All samples were analyzed by means of LC-MS/MS using the multiple-reaction monitoring mode under the analytical conditions shown in Supplemental Tables S1 and S2. A recovery test of the compounds was conducted with triplicate pure water samples (20 mL) spiked using an analytical-grade standard (Wako Pure Chemicals Industries, Osaka, Japan, or Hayashi Pure Chemical Industries, Osaka, Japan) at 5 µg/L, with four replicates of the field soil samples (20 g) spiked at 2 µg/kg and four replicates of the plant samples (5 g) spiked at 10 µg/kg. Recoveries from the water, soil, and plant samples ranged from 84.1 to 108.2%, from 94.7 to 102.2%, and from 74.9 to 101.5%, respectively, but the recovery of fipronil sulfone from plant samples was poor (4.3%). The coefficients of variation were less than 5.0% for all compounds except fipronil sulfone from the soil and plant samples, as shown in Supplemental Table S3. The limits of quantification for the compounds in the water, soil, and plant samples were 0.01–0.05 µg/L, 0.025–0.125 µg/kg, and 0.2–1 µg/kg, respectively.
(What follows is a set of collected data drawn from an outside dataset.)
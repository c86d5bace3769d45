// Copyright © 2024 The vfio-pci Authors
//
// SPDX-License-Identifier: Apache-2.0 OR BSD-3-Clause
//

//! DMA translation.
//!
//! Guest-physical ranges are bound to host virtual addresses through
//! the channel, in bounded chunks so a huge region cannot wedge the
//! kernel in one call. The translator keeps its own page ledger so a
//! conflicting stale binding (EBUSY) can be repaired page by page
//! instead of tearing the whole region down.

use std::collections::BTreeMap;

use crate::channel::{ChannelError, Result, VfioChannelOps};

const DMA_CHUNK_SIZE: u64 = 4 << 20;
const DMA_PAGE_SIZE: u64 = 0x1000;
const DMA_PAGE_MASK: u64 = DMA_PAGE_SIZE - 1;

#[derive(Default)]
pub struct DmaTranslator {
    // iova page -> bound host virtual address
    bound: BTreeMap<u64, u64>,
}

impl DmaTranslator {
    pub fn new() -> Self {
        Default::default()
    }

    pub fn mapped_pages(&self) -> usize {
        self.bound.len()
    }

    /// Bind a guest-physical range to host memory. Ranges that do not
    /// line up on page boundaries cannot be translated and are
    /// skipped with a warning rather than failing the caller.
    pub fn add_region(
        &mut self,
        channel: &dyn VfioChannelOps,
        iova: u64,
        vaddr: u64,
        size: u64,
    ) -> Result<()> {
        if (iova | vaddr | size) & DMA_PAGE_MASK != 0 {
            warn!(
                "skipping unaligned DMA region iova 0x{:x} vaddr 0x{:x} size 0x{:x}",
                iova, vaddr, size
            );
            return Ok(());
        }

        let mut done = 0;
        while done < size {
            let chunk = std::cmp::min(size - done, DMA_CHUNK_SIZE);
            match channel.map_dma(iova + done, chunk, vaddr + done) {
                Ok(()) => self.record(iova + done, vaddr + done, chunk),
                Err(ChannelError::DmaMap(ref e))
                    if e.raw_os_error() == Some(libc::EBUSY) =>
                {
                    self.repair(channel, iova + done, vaddr + done, chunk)?;
                }
                Err(e) => {
                    error!(
                        "DMA map failed at iova 0x{:x} size 0x{:x}: {}",
                        iova + done,
                        chunk,
                        e
                    );
                    return Err(e);
                }
            }
            done += chunk;
        }

        Ok(())
    }

    /// Drop the binding of a guest-physical range. Unmapping takes
    /// one call for the whole range; only the bind path is chunked.
    pub fn remove_region(
        &mut self,
        channel: &dyn VfioChannelOps,
        iova: u64,
        vaddr: u64,
        size: u64,
    ) -> Result<()> {
        if (iova | vaddr | size) & DMA_PAGE_MASK != 0 {
            return Ok(());
        }

        channel.unmap_dma(iova, size, vaddr)?;

        let mut page = iova;
        while page < iova + size {
            self.bound.remove(&page);
            page += DMA_PAGE_SIZE;
        }

        Ok(())
    }

    /// Unbind everything still in the ledger.
    pub fn clear(&mut self, channel: &dyn VfioChannelOps) {
        for (&page, &vaddr) in &self.bound {
            if let Err(e) = channel.unmap_dma(page, DMA_PAGE_SIZE, vaddr) {
                warn!("failed to unmap iova 0x{:x}: {}", page, e);
            }
        }
        self.bound.clear();
    }

    fn record(&mut self, iova: u64, vaddr: u64, size: u64) {
        let mut offset = 0;
        while offset < size {
            self.bound.insert(iova + offset, vaddr + offset);
            offset += DMA_PAGE_SIZE;
        }
    }

    // The kernel rejected the chunk because part of it is already
    // bound. Walk it page by page, leave pages whose binding already
    // matches, and rebind only the ones that differ.
    fn repair(
        &mut self,
        channel: &dyn VfioChannelOps,
        iova: u64,
        vaddr: u64,
        size: u64,
    ) -> Result<()> {
        debug!(
            "repairing conflicting DMA bindings at iova 0x{:x} size 0x{:x}",
            iova, size
        );

        let mut offset = 0;
        while offset < size {
            let page = iova + offset;
            let wanted = vaddr + offset;

            match self.bound.get(&page).copied() {
                Some(current) if current == wanted => {}
                Some(current) => {
                    channel.unmap_dma(page, DMA_PAGE_SIZE, current)?;
                    channel.map_dma(page, DMA_PAGE_SIZE, wanted)?;
                    self.bound.insert(page, wanted);
                }
                None => {
                    channel.map_dma(page, DMA_PAGE_SIZE, wanted)?;
                    self.bound.insert(page, wanted);
                }
            }

            offset += DMA_PAGE_SIZE;
        }

        Ok(())
    }
}

#[cfg(test)]
mod tests {
    use super::*;
    use crate::channel::tests_support::{Call, FakeChannel};

    #[test]
    fn large_region_is_chunked() {
        let channel = FakeChannel::new();
        let mut dma = DmaTranslator::new();

        // 10 MiB: two full chunks and a 2 MiB tail.
        dma.add_region(&channel, 0x1000_0000, 0x7f00_0000, 10 << 20)
            .unwrap();

        assert_eq!(
            channel.calls(),
            vec![
                Call::MapDma {
                    iova: 0x1000_0000,
                    size: 4 << 20
                },
                Call::MapDma {
                    iova: 0x1040_0000,
                    size: 4 << 20
                },
                Call::MapDma {
                    iova: 0x1080_0000,
                    size: 2 << 20
                },
            ]
        );
        assert_eq!(dma.mapped_pages(), (10 << 20) / 0x1000);
    }

    #[test]
    fn unaligned_region_is_skipped() {
        let channel = FakeChannel::new();
        let mut dma = DmaTranslator::new();

        dma.add_region(&channel, 0x1000, 0x2000, 0x1800).unwrap();
        assert!(channel.calls().is_empty());
        assert_eq!(dma.mapped_pages(), 0);
    }

    #[test]
    fn busy_chunk_is_repaired_page_by_page() {
        let channel = FakeChannel::new();
        let mut dma = DmaTranslator::new();

        dma.add_region(&channel, 0x0, 0x10_0000, 0x2000).unwrap();
        channel.calls.borrow_mut().clear();

        // Rebind both pages elsewhere; the kernel refuses the bulk
        // call, so each stale page is unmapped and remapped.
        channel.fail_next_map.set(Some(libc::EBUSY));
        dma.add_region(&channel, 0x0, 0x20_0000, 0x2000).unwrap();

        assert_eq!(
            channel.calls(),
            vec![
                Call::UnmapDma {
                    iova: 0x0,
                    size: 0x1000
                },
                Call::MapDma {
                    iova: 0x0,
                    size: 0x1000
                },
                Call::UnmapDma {
                    iova: 0x1000,
                    size: 0x1000
                },
                Call::MapDma {
                    iova: 0x1000,
                    size: 0x1000
                },
            ]
        );
    }

    #[test]
    fn repair_leaves_matching_pages_alone() {
        let channel = FakeChannel::new();
        let mut dma = DmaTranslator::new();

        dma.add_region(&channel, 0x0, 0x10_0000, 0x1000).unwrap();
        channel.calls.borrow_mut().clear();

        // Grow the region with the same translation: only the new
        // page needs a binding.
        channel.fail_next_map.set(Some(libc::EBUSY));
        dma.add_region(&channel, 0x0, 0x10_0000, 0x2000).unwrap();

        assert_eq!(
            channel.calls(),
            vec![Call::MapDma {
                iova: 0x1000,
                size: 0x1000
            }]
        );
    }

    #[test]
    fn remove_region_clears_the_ledger() {
        let channel = FakeChannel::new();
        let mut dma = DmaTranslator::new();

        dma.add_region(&channel, 0x0, 0x10_0000, 0x2000).unwrap();
        dma.remove_region(&channel, 0x0, 0x10_0000, 0x2000).unwrap();

        assert_eq!(dma.mapped_pages(), 0);
        assert_eq!(
            channel.calls().last(),
            Some(&Call::UnmapDma {
                iova: 0x0,
                size: 0x2000
            })
        );
    }

    #[test]
    fn large_region_is_unmapped_in_one_call() {
        let channel = FakeChannel::new();
        let mut dma = DmaTranslator::new();

        dma.add_region(&channel, 0x0, 0x7f00_0000, 10 << 20).unwrap();
        channel.calls.borrow_mut().clear();

        dma.remove_region(&channel, 0x0, 0x7f00_0000, 10 << 20)
            .unwrap();
        assert_eq!(
            channel.calls(),
            vec![Call::UnmapDma {
                iova: 0x0,
                size: 10 << 20
            }]
        );
        assert_eq!(dma.mapped_pages(), 0);
    }

    #[test]
    fn hard_map_failure_propagates() {
        let channel = FakeChannel::new();
        let mut dma = DmaTranslator::new();

        channel.fail_next_map.set(Some(libc::ENOMEM));
        assert!(dma.add_region(&channel, 0x0, 0x10_0000, 0x1000).is_err());
        assert_eq!(dma.mapped_pages(), 0);
    }
}
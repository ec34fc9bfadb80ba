use std::sync::LazyLock;

use serde::{Deserialize, Serialize};

use crate::model::entity::{Attempt, AttemptAnswerRow};
use crate::web::schema::{RecordShape, Shape};

#[derive(Debug, Clone, Deserialize, utoipa::ToSchema)]
#[serde(deny_unknown_fields)]
pub struct AttemptsQuery {
    pub quizids: Vec<i64>,
}

#[derive(Debug, Clone, Serialize, utoipa::ToSchema)]
pub struct AttemptResponse {
    id: i64,
    quizid: i64,
    userid: i64,
    timestart: i64,
    timefinish: i64,
    questions: Vec<AttemptQuestionResponse>,
}

#[derive(Debug, Clone, Serialize, utoipa::ToSchema)]
pub struct AttemptQuestionResponse {
    id: i64,
    mark: f64,
    answer: String,
}

impl AttemptResponse {
    pub fn from_parts(attempt: Attempt, questions: Vec<AttemptQuestionResponse>) -> Self {
        Self {
            id: attempt.id(),
            quizid: attempt.quiz_id(),
            userid: attempt.user_id(),
            timestart: attempt.time_start(),
            timefinish: attempt.time_finish(),
            questions,
        }
    }
}

impl From<&AttemptAnswerRow> for AttemptQuestionResponse {
    fn from(row: &AttemptAnswerRow) -> Self {
        Self {
            id: row.question_id,
            mark: row.mark,
            answer: row.answer.clone(),
        }
    }
}

pub static ATTEMPTS_PARAMETERS: LazyLock<RecordShape> = LazyLock::new(|| {
    RecordShape::new(vec![(
        "quizids",
        Shape::list("List of quiz IDs.", Shape::int("Quiz ID")),
    )])
});

pub static ATTEMPTS_RETURNS: LazyLock<Shape> = LazyLock::new(|| {
    Shape::list(
        "List of attempts.",
        Shape::record(vec![
            ("id", Shape::int("Attempt ID")),
            ("quizid", Shape::int("Quiz ID")),
            ("userid", Shape::int("User ID")),
            (
                "timestart",
                Shape::int("Timestamp of when this attempt was started."),
            ),
            (
                "timefinish",
                Shape::int("Timestamp of when this attempt was finished."),
            ),
            (
                "questions",
                Shape::list(
                    "Per-question results for this attempt.",
                    Shape::record(vec![
                        ("id", Shape::int("Question ID")),
                        ("mark", Shape::float("Mark received")),
                        ("answer", Shape::raw("Answer given")),
                    ]),
                ),
            ),
        ]),
    )
});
The pH of the paddy water samples during the experimental periods in 2008 and 2009 ranged from 6.5 to 8.0 and from 6.2 to 7.5, respectively. The measured water depth ranged from 3 to 7 cm, and the measured vertical percolation rates (homogeneous water flow) were about 0.1 cm/day during the experimental period in both years. The water-balance components in the experimental plot are shown in Fig. 3 and Table 1. The calculated average percolation, including both vertical and horizontal components, under the conditions with no cracks before the midsummer drainage in 2008 and 2009 was 0.3 cm/day (Table 1). Therefore, the horizontal percolation rate was estimated to be 0.2 cm/day in both years. The average percolation after the midsummer drainage was larger than that before the drainage in both years (Table 1). This was probably due to preferential water flow through cracks formed on the soil surface during the midsummer drainage. The average percolation after the midsummer drainage in 2009 (0.8 cm/day) was larger than that in 2008 (0.4 cm/day) (Table 1). This was caused by faster preferential flow as a result of the development of longer and deeper cracks in 2009 because of the longer midsummer drainage in 2009 (13 days, versus 7 days in 2008). The total discharge in 2009 was larger than that in 2008 during both periods because of the larger total rainfall in 2009 during the experimental period (Table 1). The largest discharge event (2.5 cm) occurred at 8 DAT in 2008 and resulted from high rainfall of 6.2 cm/day (Fig. 3). However, only two small discharge events (<1 cm/day) occurred subsequently in 2008. In contrast, five and one major discharge events (>1 cm/day) occurred before and after the midsummer drainage in 2009, respectively (Fig. 3).
| 2008 | 2009 | |||||||
|---|---|---|---|---|---|---|---|---|
| May 12–June 9 | July 1–Aug. 12 | May 13–June 24 | July 15–Aug. 19 | |||||
| Totala) | Ave.b) | Totala) | Ave.b) | Totala) | Ave.b) | Totala) | Ave.b) | |
| Inputs (cm) | ||||||||
| Irrigation | 2.9 | 0.1 | 24.6 | 0.6 | 8.4 | 0.2 | 28.8 | 0.8 |
| Precipitation | 17.6 | 0.6 | 5.3 | 0.1 | 24.2 | 0.6 | 12.4 | 0.4 |
| Total | 20.5 | 0.7 | 29.9 | 0.7 | 32.6 | 0.8 | 41.2 | 1.2 |
| Outputs (cm) | ||||||||
| Discharge | 3.7 | 0.1 | 0.0 | 0.0 | 9.9 | 0.2 | 5.2 | 0.1 |
| Percolationc) | 9.5 | 0.3 | 15.1 | 0.4 | 12.2 | 0.3 | 26.7 | 0.8 |
| Evapotranspirationd) | 7.0 | 0.3 | 15.5 | 0.4 | 10.6 | 0.3 | 11.5 | 0.3 |
| Total | 20.2 | 0.7 | 30.6 | 0.7 | 32.8 | 0.8 | 43.4 | 1.2 |
a) Total water depth during each experimental period (cm). b) Daily average water depth (cm/day). c) Sum of vertical and horizontal percolation. During the period after the mid-summer drainage (Jury 1 to Aug. 12, 2008 and July 15 to Aug. 19, 2009), preferential water flow was contained in the values. d) Crop evapotranspiration (ETC) calculated by multiplying reference crop evapotranspiration (ET0) values by the crop coefficient (KC).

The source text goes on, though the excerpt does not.